In preparation for its 200th birthday, Mason & Hanger, the longest continually operating engineering firm in the U.S., is tracing its roots, gathering artifacts and information in an effort to tell the company’s story and preserve its history.
“We hired an archivist,” Ben Lilly, the company’s president, said. “We have a book called ‘First You Take a Pick & Shovel: The Story of the Mason Companies,’ which took our history through the 60s.
“We felt that it was probably healthy to have an outsider come in and do independent research of the materials that we have in various storage facilities.”
“Our history fuels the commitment and passion we have for our mission and our customers. Tracing the trail lets today’s team draw energy—and lessons—from nearly 200 years of nation-building feats.”
The effort has led to uncovering new information about the company and spurred its leadership to take a trip to see some places where the company’s history happened.
That’s how Lilly, along with Holly Holt, vice president of marketing and communications for the company, ended up in Washington on the Columbia River in the Pacific Northwest.
The team’s research uncovered new information and connected the company to local experts in Grand Coulee that showed a clearer picture of the role the Silas Mason Company, a precursor to Mason & Hanger, played in the construction of the Grand Coulee Dam.
“We knew that we had a significant piece of it, but we really didn’t know exactly what we did,” Lilly said.
The specs of the dam are massive.
It is 450 to 500 feet thick at its base and tapers to 30 feet at the top of the structure. It’s made from 11,975,521 cubic yards of concrete, triple what’s found in the Hoover Dam.
The dam was the largest concrete structure ever built until 2009, when the Three Gorges Dam in China was completed. Three Gorges is about three times the size of Grand Coulee.
However, according to some historians, the project was also a key component of President Franklin D. Roosevelt’s New Deal.
In 1934, the Public Works Administration, which funded and oversaw large-scale New Deal construction projects, awarded a $29 million contract for the dam's construction to a consortium led by Silas Mason II, known as MWAK.
In today’s money, the contract would be worth about $ 695 -$698 million.
To build a dam, the company also had to build a city.
On the east side of the river, MWAK built Mason City, using lessons learned during World War I when Mason built the town of Old Hickory to support the development of the Old Hickory Powder Plant in Tennessee.
Mason City featured three types of houses – one, two or three-room structures with baths and kitchens or kitchenettes – along with 60 cabin-like dormitories to house 1,360 men. It also had two dorms for women employed by the company, a hospital, hotel, two schoolhouses, storage yards, shops, office buildings, warehouses and a mess hall that could seat more than 1,300 people.
Just like Old Hickory, Mason City was built in eight months.
The dam wasn’t the only highlight on Mason & Hanger’s resume.

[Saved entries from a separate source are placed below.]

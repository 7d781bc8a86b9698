use std::sync::{Arc, Mutex};

use crate::channel::{Channel, ChannelKind};
use crate::error::TelemetryError;
use crate::history::History;
use crate::reading::Reading;
use crate::source::TelemetrySourcePointer;

/// A channel together with its latest reading and plot history.
#[derive(Clone, Debug)]
pub struct ChannelState {
    pub channel: Channel,
    pub reading: Option<Reading>,
    pub history: History,
}

impl ChannelState {
    fn new(channel: Channel, history_len: usize) -> Self {
        Self {
            channel,
            reading: None,
            history: History::new(history_len),
        }
    }

    /// Readout text, or a placeholder before the first tick.
    pub fn display(&self, decimals: usize) -> String {
        match &self.reading {
            Some(reading) => reading.display(self.channel.unit(), decimals),
            None => "--".to_string(),
        }
    }

    /// Position of the current reading inside the display range.
    pub fn fraction(&self) -> f64 {
        self.reading
            .map(|reading| self.channel.range.fraction(reading.as_scalar()))
            .unwrap_or_default()
    }
}

/// The in-memory state behind the dashboard window.
pub struct Dashboard {
    title: String,
    channels: Vec<ChannelState>,
    source: TelemetrySourcePointer,
    ticks: u64,
}

pub type DashboardSharedPointer = Arc<Mutex<Dashboard>>;

impl Dashboard {
    pub fn new(
        title: impl Into<String>,
        channels: impl IntoIterator<Item = Channel>,
        history_len: usize,
        source: TelemetrySourcePointer,
    ) -> Self {
        Self {
            title: title.into(),
            channels: channels
                .into_iter()
                .map(|channel| ChannelState::new(channel, history_len))
                .collect(),
            source,
            ticks: 0,
        }
    }

    pub fn title(&self) -> &str {
        &self.title
    }

    pub fn ticks(&self) -> u64 {
        self.ticks
    }

    pub fn channels(&self) -> &[ChannelState] {
        &self.channels
    }

    pub fn channels_of(&self, kind: ChannelKind) -> impl Iterator<Item = &ChannelState> + '_ {
        self.channels.iter().filter(move |state| state.channel.kind == kind)
    }

    pub fn channel(&self, id: &str) -> Option<&ChannelState> {
        self.channels.iter().find(|state| state.channel.id == id)
    }

    /// Replaces every reading with a fresh one from the source and records it in the history.
    ///
    /// Scalar readings are clamped into the channel's display range. The whole tick
    /// is sampled before anything is stored, so a failing source leaves the previous
    /// readings untouched.
    pub fn tick(&mut self) -> Result<(), TelemetryError> {
        let mut readings = Vec::with_capacity(self.channels.len());
        for state in &self.channels {
            let range = state.channel.range;
            let reading = match self.source.sample(&state.channel, state.reading.as_ref())? {
                Reading::Scalar(value) if !range.contains(value) => {
                    log::debug!("clamping {value} of `{}` into {}..{}", state.channel.id, range.min, range.max);
                    Reading::Scalar(range.clamp(value))
                }
                reading => reading,
            };
            readings.push(reading);
        }

        for (state, reading) in self.channels.iter_mut().zip(readings) {
            state.history.push(reading.as_scalar());
            state.reading = Some(reading);
        }

        self.ticks += 1;
        log::trace!("tick {} from {}", self.ticks, self.source.name());

        Ok(())
    }

    pub fn shared(self) -> DashboardSharedPointer {
        Arc::new(Mutex::new(self))
    }
}

#[cfg(test)]
use crate::{
    channel::DisplayRange,
    reading::ServoState,
    source::{RandomTelemetry, SampleMode, TelemetrySource},
};

/// Returns the same value for every scalar channel; fails once `fail_after` samples were taken.
#[cfg(test)]
struct FixedTelemetry {
    value: f64,
    taken: usize,
    fail_after: Option<usize>,
}

#[cfg(test)]
impl TelemetrySource for FixedTelemetry {
    fn name(&self) -> &str {
        "fixed"
    }

    fn sample(&mut self, channel: &Channel, previous: Option<&Reading>) -> Result<Reading, TelemetryError> {
        if self.fail_after.is_some_and(|limit| self.taken >= limit) {
            return Err(TelemetryError::InvalidRange {
                id: channel.id.clone(),
                min: channel.range.min,
                max: channel.range.max,
            });
        }
        self.taken += 1;

        Ok(match channel.kind {
            ChannelKind::Servo => Reading::Servo(
                previous
                    .and_then(Reading::servo_state)
                    .map(ServoState::toggle)
                    .unwrap_or(ServoState::Open),
            ),
            _ => Reading::Scalar(self.value),
        })
    }
}

#[cfg(test)]
fn test_channels() -> Vec<Channel> {
    vec![
        Channel::new("pt1", "Pressure 1", ChannelKind::Pressure, DisplayRange::new(0.0, 70.0)),
        Channel::new("tc1", "Temperature 1", ChannelKind::Temperature, DisplayRange::new(-20.0, 120.0)),
        Channel::servo("sv1", "Main valve"),
    ]
}

#[test]
fn test_tick_clamps_out_of_range_values() {
    let source = FixedTelemetry { value: 500.0, taken: 0, fail_after: None };
    let mut dashboard = Dashboard::new("Stand", test_channels(), 10, Box::new(source));

    assert_eq!(dashboard.channel("pt1").unwrap().display(1), "--");
    dashboard.tick().unwrap();

    let pressure = dashboard.channel("pt1").unwrap();
    assert_eq!(pressure.reading, Some(Reading::Scalar(70.0)));
    assert_eq!(pressure.fraction(), 1.0);
    assert_eq!(pressure.display(1), "70.0 bar");
    assert_eq!(dashboard.channel("tc1").unwrap().reading, Some(Reading::Scalar(120.0)));
    assert_eq!(dashboard.ticks(), 1);
}

#[test]
fn test_servo_history_tracks_state() {
    let source = FixedTelemetry { value: 1.0, taken: 0, fail_after: None };
    let mut dashboard = Dashboard::new("Stand", test_channels(), 10, Box::new(source));

    for _ in 0..3 {
        dashboard.tick().unwrap();
    }

    let servo = dashboard.channel("sv1").unwrap();
    assert_eq!(servo.history.iter().collect::<Vec<_>>(), vec![1.0, 0.0, 1.0]);
    assert_eq!(servo.display(2), "OPEN");
}

#[test]
fn test_failed_tick_keeps_previous_readings() {
    let source = FixedTelemetry { value: 10.0, taken: 0, fail_after: Some(4) };
    let mut dashboard = Dashboard::new("Stand", test_channels(), 10, Box::new(source));

    dashboard.tick().unwrap();
    assert!(dashboard.tick().is_err());

    assert_eq!(dashboard.ticks(), 1);
    for state in dashboard.channels() {
        assert_eq!(state.history.len(), 1);
    }
    assert_eq!(dashboard.channel("sv1").unwrap().reading, Some(Reading::Servo(ServoState::Open)));
}

#[test]
fn test_random_ticks_respect_ranges_and_capacity() {
    let source = RandomTelemetry::seeded(5, SampleMode::Walk { step_fraction: 0.2 }, 0.3);
    let mut dashboard = Dashboard::new("Stand", test_channels(), 8, Box::new(source));

    for _ in 0..50 {
        dashboard.tick().unwrap();
        for state in dashboard.channels() {
            let value = state.reading.unwrap().as_scalar();
            assert!(state.channel.range.contains(value));
        }
    }

    assert_eq!(dashboard.channels_of(ChannelKind::Servo).count(), 1);
    assert!(dashboard.channels().iter().all(|state| state.history.len() == 8));
}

Mason & Hanger’s highlights from the past 200 years:
Present Day
Mason & Hanger is currently working various agencies at Redstone, including Range Training and Land Program (RTLP) AE Services, two Energy Resilience and Conservation Investment Programs (ERCIP), and supporting the Army Corps of Engineers on microgrids, which are self-sustaining electrical infrastructures that can operate as part of a larger power grid or independently, depending on the need.
“That’s been one of the best decisions we ever made strategically,” Lilly said.
“We have a long history in Huntsville, dating back to NASA contracts in the 1960’s, to our long-term relationship at Redstone. Fast-forward to today and the same “design/engineering- DNA now shows up in secure embassies, micro-grids, NASA test facilities and government installations and training facilities on five continents.”
"The common thread is our purpose—Building a More Secure World®—which still guides every A/E discipline on our team. Mason & Hanger’s legacy remains etched in the steel and concrete of America’s early infrastructure triumphs. As we celebrate past achievements, we’re focused on tomorrow’s challenges — from resilient infrastructure to climate-smart design — continuing a Mason & Hanger tradition: engineering that serves the nation’s most critical missions. We are truly excited for our next chapter — proving that big ideas, backed by solid engineering, can move America forward.”